Pourquoi êtes-vous passionnée par les mathématiques ? Qu’est-ce qui vous stimule dans cette discipline ?


Je suis fascinée par la beauté des mathématiques. De plus, contrairement à mon domaine doctoral, dans ma recherche actuelle, nous parvenons, à partir d’objets simples, à des problèmes très complexes. Je trouve cela réjouissant. Par exemple, le jour de ma soutenance de thèse (dans ma recherche passée), quelqu’un m’a demandé de faire un rappel de ce que j’étudiais. Mais je ne pouvais pas, car il m’aurait fallu deux heures ! J’apprécie également l’application concrète de mes travaux de recherche. J’étais récemment à l’étranger, et j’ai été contactée par des services gouvernementaux. Ils souhaitaient comprendre le fonctionnement de certaines fonctions que nous avions développées. Il y a donc un côté « pratique » stimulant. C’est encourageant pour les étudiants.

Pouvez-vous nous expliquer ce qu’est la cryptographie ? et le codage ?

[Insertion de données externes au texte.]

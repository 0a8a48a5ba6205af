//! Custom-DNS chain stage: static name → IP overrides.
//!
//! A matching A/AAAA question is answered locally with a fixed TTL and
//! never reaches an upstream. A name match whose records don't cover
//! the asked family passes through.

use crate::dns::message;
use async_trait::async_trait;
use hickory_proto::rr::RecordType;
use rustc_hash::FxBuildHasher;
use std::collections::HashMap;
use std::net::IpAddr;
use std::sync::Arc;
use tracing::debug;
use warden_dns_application::ports::Resolver;
use warden_dns_domain::{DnsError, DnsRequest, DnsResponse, ResponseKind};

pub struct CustomDnsResolver {
    next: Arc<dyn Resolver>,
    exact: HashMap<String, Vec<IpAddr>, FxBuildHasher>,
    /// `*.suffix` entries; longest suffix wins.
    wildcards: Vec<(String, Vec<IpAddr>)>,
    ttl: u32,
}

impl CustomDnsResolver {
    /// `mapping` entries are lowercased names, optionally `*.`-prefixed.
    pub fn new(next: Arc<dyn Resolver>, mapping: Vec<(String, Vec<IpAddr>)>, ttl: u32) -> Self {
        let mut exact = HashMap::with_hasher(FxBuildHasher);
        let mut wildcards = Vec::new();

        for (name, ips) in mapping {
            match name.strip_prefix("*.") {
                Some(suffix) => wildcards.push((suffix.to_string(), ips)),
                None => {
                    exact.insert(name, ips);
                }
            }
        }
        wildcards.sort_by(|a, b| b.0.len().cmp(&a.0.len()));

        Self {
            next,
            exact,
            wildcards,
            ttl,
        }
    }

    fn lookup(&self, name: &str) -> Option<&[IpAddr]> {
        if let Some(ips) = self.exact.get(name) {
            return Some(ips);
        }
        self.wildcards
            .iter()
            .find(|(suffix, _)| {
                name.len() > suffix.len() && name.ends_with(suffix) && {
                    let boundary = name.len() - suffix.len() - 1;
                    name.as_bytes()[boundary] == b'.'
                }
            })
            .map(|(_, ips)| ips.as_slice())
    }
}

#[async_trait]
impl Resolver for CustomDnsResolver {
    async fn resolve(&self, request: &mut DnsRequest) -> Result<DnsResponse, DnsError> {
        let Some(question) = request.single_question() else {
            return self.next.resolve(request).await;
        };
        let qtype = question.query_type();
        if !matches!(qtype, RecordType::A | RecordType::AAAA) {
            return self.next.resolve(request).await;
        }

        let qname = question.name().clone();
        let name = qname.to_utf8().to_ascii_lowercase();
        let name = name.trim_end_matches('.');

        if let Some(ips) = self.lookup(name) {
            let answers = message::address_records(&qname, qtype, ips, self.ttl);
            // Name matches, but no record of the asked family exists:
            // let the rest of the chain answer.
            if !answers.is_empty() {
                debug!(name = %name, record_type = %qtype, "Answered from custom DNS mapping");
                let msg = message::answer_message(&request.message, answers);
                return Ok(DnsResponse::new(msg, ResponseKind::CustomDns, self.name()));
            }
        }

        self.next.resolve(request).await
    }

    fn configuration(&self) -> Vec<String> {
        let mut lines = vec![format!("ttl     = {}s", self.ttl)];
        let mut names: Vec<&String> = self.exact.keys().collect();
        names.sort();
        for name in names {
            lines.push(format!("mapping = {name}"));
        }
        for (suffix, _) in &self.wildcards {
            lines.push(format!("mapping = *.{suffix}"));
        }
        lines
    }

    fn name(&self) -> &'static str {
        "custom_dns"
    }
}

Il s’agit de l’art de transformer les messages (clairs) qui transitent sur un canal non sécurisé afin de les rendre incompréhensibles à quiconque n’en possède pas la clef de déchiffrement. On distingue la cryptographie à clé publique (ou cryptographie asymétrique) et la cryptographie à clefs secrètes (ou cryptographie symétrique). Les codes correcteurs sont des outils qui visent à améliorer la fiabilité des transmissions de messages sur un canal bruité ou celle du stockage d’information (musique, etc.) sur un support tel qu’un CD. La méthode qu’ils utilisent est d’envoyer sur un canal bruité plus de données que d’information à transmettre. Une redondance est introduite. Si cette redondance est structurée de manière exploitable alors il est possible de corriger les erreurs produite par le canal et de retrouver l’intégralité des messages transmis. Le codage s’apparente par certains aspects à la cryptographie puisqu’il s’agit de coder un message qui transitera dans un canal bruité pour corriger les erreurs produite par le canal, quand la cryptographie vise à chiffrer les messages pour les rendre incompréhensibles.

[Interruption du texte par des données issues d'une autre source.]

//! Custom-DNS stage: static mappings answer locally, everything else
//! passes through.

mod helpers;

use helpers::mock_resolver::MockResolver;
use helpers::requests::make_request;
use hickory_proto::rr::{RData, RecordType};
use std::net::IpAddr;
use std::sync::Arc;
use warden_dns_application::ports::Resolver;
use warden_dns_domain::ResponseKind;
use warden_dns_infrastructure::dns::resolver::CustomDnsResolver;

fn mapping(entries: &[(&str, &str)]) -> Vec<(String, Vec<IpAddr>)> {
    entries
        .iter()
        .map(|(name, ip)| (name.to_string(), vec![ip.parse().unwrap()]))
        .collect()
}

#[tokio::test]
async fn mapped_a_query_is_answered_locally() {
    let mock = Arc::new(MockResolver::answering("5.5.5.5", 60));
    let stage = CustomDnsResolver::new(
        Arc::clone(&mock) as Arc<dyn Resolver>,
        mapping(&[("my.duckdns.org", "192.168.178.3")]),
        3600,
    );

    let mut req = make_request("my.duckdns.org.", RecordType::A);
    let response = stage.resolve(&mut req).await.unwrap();

    assert_eq!(response.kind, ResponseKind::CustomDns);
    let answers = response.message.answers();
    assert_eq!(answers.len(), 1);
    assert_eq!(answers[0].ttl(), 3600);
    match answers[0].data() {
        RData::A(a) => assert_eq!(a.0.to_string(), "192.168.178.3"),
        other => panic!("expected A record, got {other:?}"),
    }
    assert_eq!(mock.call_count(), 0, "custom answer must not go upstream");
    assert_eq!(response.message.queries(), req.message.queries());
}

#[tokio::test]
async fn family_mismatch_passes_through() {
    let mock = Arc::new(MockResolver::answering("5.5.5.5", 60));
    let stage = CustomDnsResolver::new(
        Arc::clone(&mock) as Arc<dyn Resolver>,
        mapping(&[("my.duckdns.org", "192.168.178.3")]),
        3600,
    );

    // AAAA asked, only an IPv4 mapping exists.
    let mut req = make_request("my.duckdns.org.", RecordType::AAAA);
    let response = stage.resolve(&mut req).await.unwrap();

    assert_eq!(response.kind, ResponseKind::Resolved);
    assert_eq!(mock.call_count(), 1);
}

#[tokio::test]
async fn non_address_types_pass_through() {
    let mock = Arc::new(MockResolver::answering("5.5.5.5", 60));
    let stage = CustomDnsResolver::new(
        Arc::clone(&mock) as Arc<dyn Resolver>,
        mapping(&[("my.duckdns.org", "192.168.178.3")]),
        3600,
    );

    let mut req = make_request("my.duckdns.org.", RecordType::TXT);
    stage.resolve(&mut req).await.unwrap();
    assert_eq!(mock.call_count(), 1);
}

#[tokio::test]
async fn wildcard_mapping_matches_subdomains() {
    let mock = Arc::new(MockResolver::answering("5.5.5.5", 60));
    let stage = CustomDnsResolver::new(
        Arc::clone(&mock) as Arc<dyn Resolver>,
        mapping(&[("*.lan.example", "10.0.0.42")]),
        3600,
    );

    let mut req = make_request("printer.lan.example.", RecordType::A);
    let response = stage.resolve(&mut req).await.unwrap();
    assert_eq!(response.kind, ResponseKind::CustomDns);

    // The bare suffix itself is not covered by the wildcard.
    let mut req = make_request("lan.example.", RecordType::A);
    let response = stage.resolve(&mut req).await.unwrap();
    assert_eq!(response.kind, ResponseKind::Resolved);
}

#[tokio::test]
async fn lookup_is_case_insensitive() {
    let mock = Arc::new(MockResolver::answering("5.5.5.5", 60));
    let stage = CustomDnsResolver::new(
        Arc::clone(&mock) as Arc<dyn Resolver>,
        mapping(&[("my.duckdns.org", "192.168.178.3")]),
        3600,
    );

    let mut req = make_request("MY.DuckDNS.org.", RecordType::A);
    let response = stage.resolve(&mut req).await.unwrap();
    assert_eq!(response.kind, ResponseKind::CustomDns);
    assert_eq!(mock.call_count(), 0);
}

Pouvez-vous nous présenter les spécificités du parcours dont vous êtes responsable ?


Nous avons la chance d’enseigner à des étudiants ayant déjà abordé la cryptographie et la théorie des codes en licence 3 de mathématiques. De plus, les enseignants font de la recherche dans ces domaines, et sont donc à la pointe des savoirs et des avancées. Nous sommes parmi les seuls à être spécialisés en cryptographie symétrique. Les étudiants participent à des travaux d’études toujours directement liés à des préoccupations actuelles, contextualisées et mises en regard de l’historique des résolutions des chercheurs. Je regrette malgré tout qu’en France nous ne développions pas assez les mathématiques appliquées à la cryptographie, contrairement à d’autres pays. Nous accusons un retard considérable dans ce domaine. Je suis pour ma part davantage sollicitée à l’étranger qu’en France. Et ce n’est pas parce que c’est moi, c’est parce qu’on s’intéresse à ce domaine partout ailleurs.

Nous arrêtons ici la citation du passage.